Return the lines below that carry the word "Option".

■ RECORDED DATA:
----------
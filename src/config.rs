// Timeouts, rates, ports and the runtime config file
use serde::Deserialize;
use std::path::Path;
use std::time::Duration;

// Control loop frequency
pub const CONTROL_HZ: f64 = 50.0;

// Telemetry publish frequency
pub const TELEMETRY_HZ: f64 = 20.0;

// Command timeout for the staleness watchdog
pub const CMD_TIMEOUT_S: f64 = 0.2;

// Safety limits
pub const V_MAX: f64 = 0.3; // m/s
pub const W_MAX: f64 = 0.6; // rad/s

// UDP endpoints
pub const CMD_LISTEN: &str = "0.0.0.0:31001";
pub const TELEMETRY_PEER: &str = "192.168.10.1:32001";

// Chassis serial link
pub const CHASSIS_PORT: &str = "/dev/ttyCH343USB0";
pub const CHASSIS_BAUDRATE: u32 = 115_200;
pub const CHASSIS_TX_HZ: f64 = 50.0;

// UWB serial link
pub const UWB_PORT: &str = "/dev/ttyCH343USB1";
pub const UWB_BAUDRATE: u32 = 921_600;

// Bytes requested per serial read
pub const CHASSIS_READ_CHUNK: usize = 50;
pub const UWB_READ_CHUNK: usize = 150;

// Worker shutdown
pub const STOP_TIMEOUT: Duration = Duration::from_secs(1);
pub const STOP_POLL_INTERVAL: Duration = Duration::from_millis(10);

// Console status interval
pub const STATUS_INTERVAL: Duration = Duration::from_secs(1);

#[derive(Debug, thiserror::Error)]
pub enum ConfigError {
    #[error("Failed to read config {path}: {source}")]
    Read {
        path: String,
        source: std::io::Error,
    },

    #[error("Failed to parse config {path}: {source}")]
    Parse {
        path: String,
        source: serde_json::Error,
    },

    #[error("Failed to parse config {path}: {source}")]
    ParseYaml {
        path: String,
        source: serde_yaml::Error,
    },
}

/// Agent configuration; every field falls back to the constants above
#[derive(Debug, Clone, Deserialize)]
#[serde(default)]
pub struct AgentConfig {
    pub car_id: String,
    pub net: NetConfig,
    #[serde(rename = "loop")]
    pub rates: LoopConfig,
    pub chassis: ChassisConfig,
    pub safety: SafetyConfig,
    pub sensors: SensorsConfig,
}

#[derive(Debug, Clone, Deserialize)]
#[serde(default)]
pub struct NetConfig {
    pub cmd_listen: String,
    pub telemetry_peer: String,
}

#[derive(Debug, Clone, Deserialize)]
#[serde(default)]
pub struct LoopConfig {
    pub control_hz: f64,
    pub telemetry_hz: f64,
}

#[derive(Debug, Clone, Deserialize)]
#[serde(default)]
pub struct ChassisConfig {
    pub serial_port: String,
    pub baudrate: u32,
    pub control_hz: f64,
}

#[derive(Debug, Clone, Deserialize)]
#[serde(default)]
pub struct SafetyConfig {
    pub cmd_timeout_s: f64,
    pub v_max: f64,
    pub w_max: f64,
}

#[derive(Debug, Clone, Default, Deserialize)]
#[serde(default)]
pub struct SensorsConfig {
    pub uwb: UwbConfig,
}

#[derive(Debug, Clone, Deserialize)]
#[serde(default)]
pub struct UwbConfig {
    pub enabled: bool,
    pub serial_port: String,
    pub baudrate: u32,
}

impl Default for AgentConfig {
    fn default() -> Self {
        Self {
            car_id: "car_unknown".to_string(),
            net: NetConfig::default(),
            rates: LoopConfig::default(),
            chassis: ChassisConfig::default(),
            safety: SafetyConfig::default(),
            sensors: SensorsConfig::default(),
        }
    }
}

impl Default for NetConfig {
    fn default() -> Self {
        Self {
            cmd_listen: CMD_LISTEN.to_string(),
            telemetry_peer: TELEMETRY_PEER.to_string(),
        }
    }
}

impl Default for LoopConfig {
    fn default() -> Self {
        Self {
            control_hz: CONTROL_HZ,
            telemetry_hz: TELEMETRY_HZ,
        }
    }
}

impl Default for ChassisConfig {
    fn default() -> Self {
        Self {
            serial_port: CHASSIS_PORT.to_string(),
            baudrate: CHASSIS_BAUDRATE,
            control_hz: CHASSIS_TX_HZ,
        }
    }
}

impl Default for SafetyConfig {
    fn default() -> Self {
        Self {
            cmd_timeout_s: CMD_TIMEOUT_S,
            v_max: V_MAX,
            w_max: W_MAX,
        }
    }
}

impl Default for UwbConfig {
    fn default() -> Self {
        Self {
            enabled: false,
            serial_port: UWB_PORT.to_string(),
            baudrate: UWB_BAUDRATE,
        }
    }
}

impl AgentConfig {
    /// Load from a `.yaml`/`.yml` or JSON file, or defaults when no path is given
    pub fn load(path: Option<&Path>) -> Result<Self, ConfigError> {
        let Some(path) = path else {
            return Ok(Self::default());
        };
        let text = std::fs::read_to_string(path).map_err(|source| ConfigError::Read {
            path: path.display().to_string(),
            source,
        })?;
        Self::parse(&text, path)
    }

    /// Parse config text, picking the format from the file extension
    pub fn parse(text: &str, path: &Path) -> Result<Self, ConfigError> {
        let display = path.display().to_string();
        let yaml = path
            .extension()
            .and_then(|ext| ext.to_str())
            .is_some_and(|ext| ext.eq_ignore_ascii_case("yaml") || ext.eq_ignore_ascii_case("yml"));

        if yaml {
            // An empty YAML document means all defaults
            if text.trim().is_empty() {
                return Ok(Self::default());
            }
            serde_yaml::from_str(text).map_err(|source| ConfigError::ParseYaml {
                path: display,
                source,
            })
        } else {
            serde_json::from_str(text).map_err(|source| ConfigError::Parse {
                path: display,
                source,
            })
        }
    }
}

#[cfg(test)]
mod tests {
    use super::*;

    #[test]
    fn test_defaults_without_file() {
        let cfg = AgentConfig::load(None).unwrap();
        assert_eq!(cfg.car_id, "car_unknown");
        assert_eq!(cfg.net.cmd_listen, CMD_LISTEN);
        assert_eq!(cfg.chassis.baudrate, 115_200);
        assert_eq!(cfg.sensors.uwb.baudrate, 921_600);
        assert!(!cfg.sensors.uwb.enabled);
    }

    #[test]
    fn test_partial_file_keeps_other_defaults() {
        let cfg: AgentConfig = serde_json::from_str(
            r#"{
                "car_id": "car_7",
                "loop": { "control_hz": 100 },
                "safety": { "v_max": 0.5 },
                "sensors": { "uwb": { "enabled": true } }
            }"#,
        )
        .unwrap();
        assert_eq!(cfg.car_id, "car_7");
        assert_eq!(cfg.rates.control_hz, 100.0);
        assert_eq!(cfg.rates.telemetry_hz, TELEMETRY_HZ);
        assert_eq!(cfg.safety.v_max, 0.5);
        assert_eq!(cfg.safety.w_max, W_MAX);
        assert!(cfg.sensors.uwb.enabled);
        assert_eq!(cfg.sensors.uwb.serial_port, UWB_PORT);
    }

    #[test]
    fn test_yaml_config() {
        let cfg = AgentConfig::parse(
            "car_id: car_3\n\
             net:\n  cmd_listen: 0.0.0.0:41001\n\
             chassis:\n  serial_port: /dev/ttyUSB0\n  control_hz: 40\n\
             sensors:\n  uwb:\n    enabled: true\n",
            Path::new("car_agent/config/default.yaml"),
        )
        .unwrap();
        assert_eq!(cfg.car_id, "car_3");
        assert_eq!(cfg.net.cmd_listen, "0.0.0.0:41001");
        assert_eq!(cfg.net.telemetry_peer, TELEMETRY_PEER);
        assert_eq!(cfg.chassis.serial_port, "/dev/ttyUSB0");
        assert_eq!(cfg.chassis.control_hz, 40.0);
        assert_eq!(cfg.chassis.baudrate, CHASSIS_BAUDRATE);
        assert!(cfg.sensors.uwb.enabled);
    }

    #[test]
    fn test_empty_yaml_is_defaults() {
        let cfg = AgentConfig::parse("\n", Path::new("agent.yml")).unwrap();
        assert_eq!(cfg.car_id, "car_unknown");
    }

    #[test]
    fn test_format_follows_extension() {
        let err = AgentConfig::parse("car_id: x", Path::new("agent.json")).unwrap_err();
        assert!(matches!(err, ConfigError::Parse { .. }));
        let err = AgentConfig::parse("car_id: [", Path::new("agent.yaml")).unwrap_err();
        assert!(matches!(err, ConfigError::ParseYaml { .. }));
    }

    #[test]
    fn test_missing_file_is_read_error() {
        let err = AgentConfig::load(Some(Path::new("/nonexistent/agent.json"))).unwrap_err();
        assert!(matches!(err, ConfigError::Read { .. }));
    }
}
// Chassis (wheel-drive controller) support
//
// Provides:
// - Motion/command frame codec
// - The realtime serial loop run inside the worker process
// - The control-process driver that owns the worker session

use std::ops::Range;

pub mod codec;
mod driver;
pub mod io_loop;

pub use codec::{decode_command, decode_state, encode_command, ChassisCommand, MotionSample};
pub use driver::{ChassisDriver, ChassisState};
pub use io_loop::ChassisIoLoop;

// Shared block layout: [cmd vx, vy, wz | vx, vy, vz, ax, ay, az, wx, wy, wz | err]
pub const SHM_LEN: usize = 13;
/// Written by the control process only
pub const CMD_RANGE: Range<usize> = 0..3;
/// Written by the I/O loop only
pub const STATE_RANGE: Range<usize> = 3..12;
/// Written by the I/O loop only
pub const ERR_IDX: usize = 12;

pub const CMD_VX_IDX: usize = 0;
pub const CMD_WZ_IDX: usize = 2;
----------
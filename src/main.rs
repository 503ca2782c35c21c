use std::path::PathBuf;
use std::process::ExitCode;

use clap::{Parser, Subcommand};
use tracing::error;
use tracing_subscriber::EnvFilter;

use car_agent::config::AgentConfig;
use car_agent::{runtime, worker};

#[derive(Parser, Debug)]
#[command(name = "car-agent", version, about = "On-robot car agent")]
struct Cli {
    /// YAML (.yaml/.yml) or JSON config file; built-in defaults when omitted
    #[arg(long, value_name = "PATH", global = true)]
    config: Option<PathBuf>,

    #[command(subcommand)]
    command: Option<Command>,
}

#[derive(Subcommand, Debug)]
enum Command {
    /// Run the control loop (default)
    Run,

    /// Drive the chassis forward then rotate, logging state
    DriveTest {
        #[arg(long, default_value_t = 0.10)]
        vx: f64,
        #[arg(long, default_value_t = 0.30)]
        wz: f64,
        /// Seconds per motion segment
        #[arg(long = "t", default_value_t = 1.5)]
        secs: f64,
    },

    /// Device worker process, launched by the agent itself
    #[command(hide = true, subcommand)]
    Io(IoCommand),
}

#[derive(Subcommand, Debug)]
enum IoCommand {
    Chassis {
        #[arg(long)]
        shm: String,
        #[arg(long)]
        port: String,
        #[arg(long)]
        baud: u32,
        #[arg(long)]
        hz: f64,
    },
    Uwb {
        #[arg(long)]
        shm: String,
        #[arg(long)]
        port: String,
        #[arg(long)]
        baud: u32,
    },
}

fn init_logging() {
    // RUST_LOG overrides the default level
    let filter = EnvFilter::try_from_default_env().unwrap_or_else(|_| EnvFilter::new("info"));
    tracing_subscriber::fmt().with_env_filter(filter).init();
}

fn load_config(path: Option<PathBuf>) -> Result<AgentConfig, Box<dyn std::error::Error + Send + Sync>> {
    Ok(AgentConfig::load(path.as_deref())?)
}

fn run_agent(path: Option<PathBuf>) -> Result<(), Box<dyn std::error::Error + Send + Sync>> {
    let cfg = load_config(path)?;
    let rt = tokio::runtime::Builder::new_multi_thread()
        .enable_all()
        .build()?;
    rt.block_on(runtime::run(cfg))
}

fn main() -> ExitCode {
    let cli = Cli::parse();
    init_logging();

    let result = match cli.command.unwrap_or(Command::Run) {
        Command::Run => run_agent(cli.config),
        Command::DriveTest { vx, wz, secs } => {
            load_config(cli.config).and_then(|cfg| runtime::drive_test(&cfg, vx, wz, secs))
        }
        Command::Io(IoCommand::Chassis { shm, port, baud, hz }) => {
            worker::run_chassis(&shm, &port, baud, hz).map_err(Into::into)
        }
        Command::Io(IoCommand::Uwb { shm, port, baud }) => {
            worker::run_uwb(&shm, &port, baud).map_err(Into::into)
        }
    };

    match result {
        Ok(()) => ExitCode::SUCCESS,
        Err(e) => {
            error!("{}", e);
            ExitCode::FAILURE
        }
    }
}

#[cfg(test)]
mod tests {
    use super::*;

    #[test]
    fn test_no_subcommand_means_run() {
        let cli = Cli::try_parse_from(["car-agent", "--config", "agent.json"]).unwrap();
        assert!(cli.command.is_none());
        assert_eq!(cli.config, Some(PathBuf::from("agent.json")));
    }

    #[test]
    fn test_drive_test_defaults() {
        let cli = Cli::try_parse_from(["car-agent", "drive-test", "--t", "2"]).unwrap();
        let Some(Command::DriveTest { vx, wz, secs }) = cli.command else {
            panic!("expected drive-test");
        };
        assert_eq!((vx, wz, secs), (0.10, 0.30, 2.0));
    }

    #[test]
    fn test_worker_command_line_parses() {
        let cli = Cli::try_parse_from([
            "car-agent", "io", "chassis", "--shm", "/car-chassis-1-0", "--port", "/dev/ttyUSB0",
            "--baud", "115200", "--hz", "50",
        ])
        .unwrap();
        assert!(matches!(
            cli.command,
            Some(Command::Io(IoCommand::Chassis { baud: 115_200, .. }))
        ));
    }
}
----------
■ FINISHED TASK:
    pub fn load(path: Option<&Path>) -> Result<Self, ConfigError> {
    config: Option<PathBuf>,
    command: Option<Command>,
fn load_config(path: Option<PathBuf>) -> Result<AgentConfig, Box<dyn std::error::Error + Send + Sync>> {
fn run_agent(path: Option<PathBuf>) -> Result<(), Box<dyn std::error::Error + Send + Sync>> {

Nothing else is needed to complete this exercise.